As urnas foram abertas em Makerfield, onde os eleitores participarão do que poderá ser uma das eleições parciais mais importantes da história política britânica.
Andy Burnham, que se apresenta como candidato trabalhista no distrito eleitoral da Grande Manchester com a esperança de retornar ao Parlamento para substituir Sir Keir Starmer como primeiro-ministro, exortou as pessoas a “votarem para mudar a política” e prometeu levar a “luta tão alto quanto eu puder”.
Sir Keir disse na quarta-feira que estava disposto a oferecer ao prefeito da Grande Manchester um “grande” cargo em seu governo, caso Burnham vencesse quando os votos de quinta-feira fossem contados.
Mas os aliados de Burnham disseram que ele não estava interessado na oferta, insistindo que “o benefício que Andy tem é o vento da mudança por não ter sido associado às falhas do governo”.
Segundo o Times, Burnham e os seus aliados esperam uma “coroação” em que Sir Keir fique de lado, em vez de uma disputa de liderança, que eles acreditam que seria prejudicial para a marca do Partido Trabalhista.
Mas o primeiro-ministro deixou repetidamente claro que não tem intenção de renunciar e diz que lutará contra qualquer desafio à sua liderança.
De acordo com o Guardian, vários ministros do Gabinete tiveram de ser dissuadidos de se demitirem antecipadamente pelo lado do Sr. Burnham para evitar que o Governo mergulhasse no caos antes das eleições suplementares.
Os apoiantes de Burnham dentro do governo pretendiam renunciar mais cedo para pressionar o primeiro-ministro a dar lugar ao seu rival, disse o jornal.
Wes Streeting, o ex-secretário de saúde que renunciou para lançar uma possível candidatura à liderança trabalhista, teria conhecido Burnham enquanto fazia campanha em Makerfield na segunda-feira, também informou o Guardian.
(Gráficos PA)
Uma fonte disse ao jornal que “nenhum acordo foi fechado” como resultado da reunião.
Sir Keir disse que planeja ligar para Burnham “depois do fim de semana”.
Mas o primeiro-ministro poderá enfrentar uma rápida pressão para aceitar uma disputa de liderança ou renunciar, uma vez que Streeting indicou que estaria disposto a desencadear a corrida.
Em um vídeo postado no X logo após a abertura das urnas, com trilha sonora da banda New Order de Manchester, Burnham disse: “Esta é uma mudança nas eleições.
“Saímos de Westminster há 10 anos para construir algo diferente, algo melhor.
“Trabalhamos priorizando o primeiro lugar, em vez de priorizar o partido, resolvendo problemas em vez de pontuar.
“Nós levamos essa luta pelas pessoas daqui, e vou levar essa luta adiante se tiver a sorte de ser eleito deputado por Makerfield. Vou levar essa luta o mais alto que puder.”

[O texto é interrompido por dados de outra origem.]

// Trigger Evaluator
// Decides which job templates an incoming event activates

use crate::error::ConfigError;
use crate::pipeline::models::{BranchFilter, JobTemplate, PipelineDoc, TriggerSet};

use chrono::{DateTime, Timelike, Utc};
use globset::{Glob, GlobMatcher};
use serde::{Deserialize, Serialize};
use std::fmt;
use std::str::FromStr;

/// Kind of repository event that can trigger a pipeline run.
#[derive(Debug, Clone, Copy, PartialEq, Eq, Serialize, Deserialize)]
#[serde(rename_all = "snake_case")]
pub enum EventKind {
    Push,
    PullRequest,
    Schedule,
}

impl fmt::Display for EventKind {
    fn fmt(&self, f: &mut fmt::Formatter<'_>) -> fmt::Result {
        match self {
            EventKind::Push => write!(f, "push"),
            EventKind::PullRequest => write!(f, "pull_request"),
            EventKind::Schedule => write!(f, "schedule"),
        }
    }
}

impl FromStr for EventKind {
    type Err = String;

    fn from_str(s: &str) -> Result<Self, Self::Err> {
        match s.to_lowercase().as_str() {
            "push" => Ok(EventKind::Push),
            "pull_request" | "pull-request" | "pr" => Ok(EventKind::PullRequest),
            "schedule" | "cron" => Ok(EventKind::Schedule),
            _ => Err(format!(
                "Unknown event kind '{}'. Valid kinds: push, pull_request, schedule",
                s
            )),
        }
    }
}

/// A normalized repository event, produced externally (webhook or cron
/// collaborator) and consumed by the engine. Immutable; one event triggers
/// one pipeline run.
#[derive(Debug, Clone, Serialize, Deserialize)]
pub struct Event {
    pub kind: EventKind,
    pub branch: String,
    pub timestamp: DateTime<Utc>,
}

impl Event {
    pub fn new(kind: EventKind, branch: impl Into<String>, timestamp: DateTime<Utc>) -> Self {
        Self {
            kind,
            branch: branch.into(),
            timestamp,
        }
    }
}

/// Compile a branch pattern (exact name or glob) into a matcher.
pub fn compile_branch_pattern(pattern: &str) -> Result<GlobMatcher, ConfigError> {
    Glob::new(pattern)
        .map(|g| g.compile_matcher())
        .map_err(|e| ConfigError::InvalidBranchPattern {
            pattern: pattern.to_string(),
            reason: e.to_string(),
        })
}

/// Parse a standard five-field cron expression.
///
/// The `cron` crate wants a seconds field, so a literal `0` is prepended;
/// matching is therefore minute-granular.
pub fn parse_cron(expr: &str) -> Result<cron::Schedule, ConfigError> {
    let fields = expr.split_whitespace().count();
    if fields != 5 {
        return Err(ConfigError::InvalidCron {
            expr: expr.to_string(),
            reason: format!("expected 5 fields (minute hour day month weekday), got {}", fields),
        });
    }

    cron::Schedule::from_str(&format!("0 {}", expr)).map_err(|e| ConfigError::InvalidCron {
        expr: expr.to_string(),
        reason: e.to_string(),
    })
}

/// Whether a UTC timestamp satisfies a five-field cron expression.
///
/// Expressions are validated at parse time, so a malformed one here is
/// treated as a non-match rather than an error.
pub fn cron_matches(expr: &str, timestamp: DateTime<Utc>) -> bool {
    let truncated = timestamp
        .with_second(0)
        .and_then(|t| t.with_nanosecond(0))
        .unwrap_or(timestamp);

    parse_cron(expr)
        .map(|schedule| schedule.includes(truncated))
        .unwrap_or(false)
}

fn branch_filter_matches(filter: &BranchFilter, branch: &str) -> bool {
    if filter.branches.is_empty() {
        return true;
    }
    filter.branches.iter().any(|pattern| {
        pattern == branch
            || compile_branch_pattern(pattern)
                .map(|m| m.is_match(branch))
                .unwrap_or(false)
    })
}

fn trigger_set_matches(triggers: &TriggerSet, event: &Event) -> bool {
    match event.kind {
        EventKind::Push => triggers
            .push
            .as_ref()
            .is_some_and(|filter| branch_filter_matches(filter, &event.branch)),
        EventKind::PullRequest => triggers
            .pull_request
            .as_ref()
            .is_some_and(|filter| branch_filter_matches(filter, &event.branch)),
        EventKind::Schedule => triggers
            .schedule
            .iter()
            .any(|spec| cron_matches(&spec.cron, event.timestamp)),
    }
}

/// Pure evaluation of `(Event, templates) -> active subset`.
pub struct TriggerEvaluator;

impl TriggerEvaluator {
    /// Select the job templates whose effective trigger filters match the
    /// event. Jobs without any trigger filters (neither their own nor a
    /// pipeline-level default) never run.
    pub fn select<'a>(event: &Event, doc: &'a PipelineDoc) -> Vec<&'a JobTemplate> {
        doc.jobs
            .iter()
            .filter(|job| {
                doc.effective_triggers(job)
                    .map(|triggers| trigger_set_matches(triggers, event))
                    .unwrap_or(false)
            })
            .collect()
    }
}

O concorrente mais próximo de Burnham em Makerfield é o Reform UK, de Nigel Farage, que as sondagens sugerem estar a perder eleitores para o Restore Britain, um partido à sua direita com uma abordagem mais linha-dura à migração e outras questões.
Burnham exortou na quarta-feira os eleitores a não apoiarem o candidato do Reformismo, Robert Kenyon, já que afirmou que a vitória do partido poderia levar a uma “política mais sombria e dividida”.
“Há um caminho que continua e faz com que a Grã-Bretanha se pareça cada vez mais com os Estados Unidos da América, e não queremos, na minha opinião, acabar ali, onde as pessoas não possam falar umas com as outras na rua. Essa não é a Grã-Bretanha que conheço, e a Grã-Bretanha que amo, e esse não é o caminho que deveríamos seguir”, disse Burnham.
Makerfield é uma das três eleições parciais parlamentares que ocorrerão na quinta-feira.
Os outros dois estão nas cadeiras escocesas de Aberdeen South e Arbroath e Broughty Ferry, onde os deputados do SNP Stephen Gethins e Stephen Flynn renunciaram após vencerem as eleições para o Parlamento escocês em maio.